• [Dataset]
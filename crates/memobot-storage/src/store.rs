//! The storage contract the bot core depends on.
//!
//! Any backend that can put/get/scan by partition key, append with a sort
//! key, and look up by a unique secondary key can implement [`BotStore`].
//! [`SqliteStore`] is the bundled implementation.

use std::sync::Arc;

use memobot_core::types::{
    KeyValueRecord, KeywordIndexEntry, MessageId, MessageRecord, Offset, UserId,
};

use crate::db::Database;
use crate::error::StoreError;
use crate::repository::{
    CursorRepository, KeyValueRepository, KeywordIndexRepository, MessageRepository,
};

/// Persistence operations used by the ingestion cycle and dispatcher.
///
/// Every write must tolerate being applied twice with the same arguments.
pub trait BotStore: Send + Sync {
    /// Last fully processed update id, `None` before the first cycle.
    fn read_cursor(&self) -> Result<Option<Offset>, StoreError>;

    /// Move the cursor forward. Returns the stored value, which is never
    /// lower than before the call.
    fn advance_cursor(&self, offset: Offset) -> Result<Offset, StoreError>;

    fn put_value(&self, record: &KeyValueRecord) -> Result<(), StoreError>;

    fn get_value(&self, user_id: UserId, key: &str) -> Result<Option<KeyValueRecord>, StoreError>;

    /// Keys saved by a user, in a stable order.
    fn list_keys(&self, user_id: UserId) -> Result<Vec<String>, StoreError>;

    fn append_message(&self, record: &MessageRecord) -> Result<(), StoreError>;

    /// Most recent messages for a user, newest first.
    fn recent_messages(&self, user_id: UserId, limit: u32)
        -> Result<Vec<MessageRecord>, StoreError>;

    fn find_message(&self, message_id: &MessageId) -> Result<Option<MessageRecord>, StoreError>;

    /// Make `entries` the complete set of index entries for `message_id`.
    fn replace_index_entries(
        &self,
        message_id: &MessageId,
        entries: &[KeywordIndexEntry],
    ) -> Result<(), StoreError>;

    /// Index entries for one keyword in composite-sort order.
    fn scan_keyword(
        &self,
        keyword: &str,
        user_id: Option<UserId>,
    ) -> Result<Vec<KeywordIndexEntry>, StoreError>;
}

/// [`BotStore`] backed by a single SQLite database.
pub struct SqliteStore {
    cursor: CursorRepository,
    values: KeyValueRepository,
    messages: MessageRepository,
    keywords: KeywordIndexRepository,
}

impl SqliteStore {
    pub fn new(db: Arc<Database>) -> Self {
        Self {
            cursor: CursorRepository::new(Arc::clone(&db)),
            values: KeyValueRepository::new(Arc::clone(&db)),
            messages: MessageRepository::new(Arc::clone(&db)),
            keywords: KeywordIndexRepository::new(db),
        }
    }

    /// Store over a fresh in-memory database (for testing).
    pub fn in_memory() -> Result<Self, StoreError> {
        Ok(Self::new(Arc::new(Database::in_memory()?)))
    }

    pub fn message_count(&self) -> Result<u64, StoreError> {
        self.messages.count()
    }

    pub fn index_entry_count(&self) -> Result<u64, StoreError> {
        self.keywords.count()
    }

    pub fn keywords_for(&self, message_id: &MessageId) -> Result<Vec<String>, StoreError> {
        self.keywords.keywords_for(message_id)
    }
}

impl BotStore for SqliteStore {
    fn read_cursor(&self) -> Result<Option<Offset>, StoreError> {
        self.cursor.get()
    }

    fn advance_cursor(&self, offset: Offset) -> Result<Offset, StoreError> {
        self.cursor.advance(offset)
    }

    fn put_value(&self, record: &KeyValueRecord) -> Result<(), StoreError> {
        self.values.put(record)
    }

    fn get_value(&self, user_id: UserId, key: &str) -> Result<Option<KeyValueRecord>, StoreError> {
        self.values.get(user_id, key)
    }

    fn list_keys(&self, user_id: UserId) -> Result<Vec<String>, StoreError> {
        self.values.list_keys(user_id)
    }

    fn append_message(&self, record: &MessageRecord) -> Result<(), StoreError> {
        self.messages.append(record)
    }

    fn recent_messages(
        &self,
        user_id: UserId,
        limit: u32,
    ) -> Result<Vec<MessageRecord>, StoreError> {
        self.messages.recent(user_id, limit)
    }

    fn find_message(&self, message_id: &MessageId) -> Result<Option<MessageRecord>, StoreError> {
        self.messages.find_by_id(message_id)
    }

    fn replace_index_entries(
        &self,
        message_id: &MessageId,
        entries: &[KeywordIndexEntry],
    ) -> Result<(), StoreError> {
        self.keywords.replace_for(message_id, entries)
    }

    fn scan_keyword(
        &self,
        keyword: &str,
        user_id: Option<UserId>,
    ) -> Result<Vec<KeywordIndexEntry>, StoreError> {
        self.keywords.scan(keyword, user_id)
    }
}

• [What is required]
From the line containing "the complete set" down to the line containing "pub fn index_entry_count(&self)" in the material above, reproduce every line exactly, including the two end lines.

• [Output below]
    /// Make `entries` the complete set of index entries for `message_id`.
    fn replace_index_entries(
        &self,
        message_id: &MessageId,
        entries: &[KeywordIndexEntry],
    ) -> Result<(), StoreError>;

    /// Index entries for one keyword in composite-sort order.
    fn scan_keyword(
        &self,
        keyword: &str,
        user_id: Option<UserId>,
    ) -> Result<Vec<KeywordIndexEntry>, StoreError>;
}

/// [`BotStore`] backed by a single SQLite database.
pub struct SqliteStore {
    cursor: CursorRepository,
    values: KeyValueRepository,
    messages: MessageRepository,
    keywords: KeywordIndexRepository,
}

impl SqliteStore {
    pub fn new(db: Arc<Database>) -> Self {
        Self {
            cursor: CursorRepository::new(Arc::clone(&db)),
            values: KeyValueRepository::new(Arc::clone(&db)),
            messages: MessageRepository::new(Arc::clone(&db)),
            keywords: KeywordIndexRepository::new(db),
        }
    }

    /// Store over a fresh in-memory database (for testing).
    pub fn in_memory() -> Result<Self, StoreError> {
        Ok(Self::new(Arc::new(Database::in_memory()?)))
    }

    pub fn message_count(&self) -> Result<u64, StoreError> {
        self.messages.count()
    }

    pub fn index_entry_count(&self) -> Result<u64, StoreError> {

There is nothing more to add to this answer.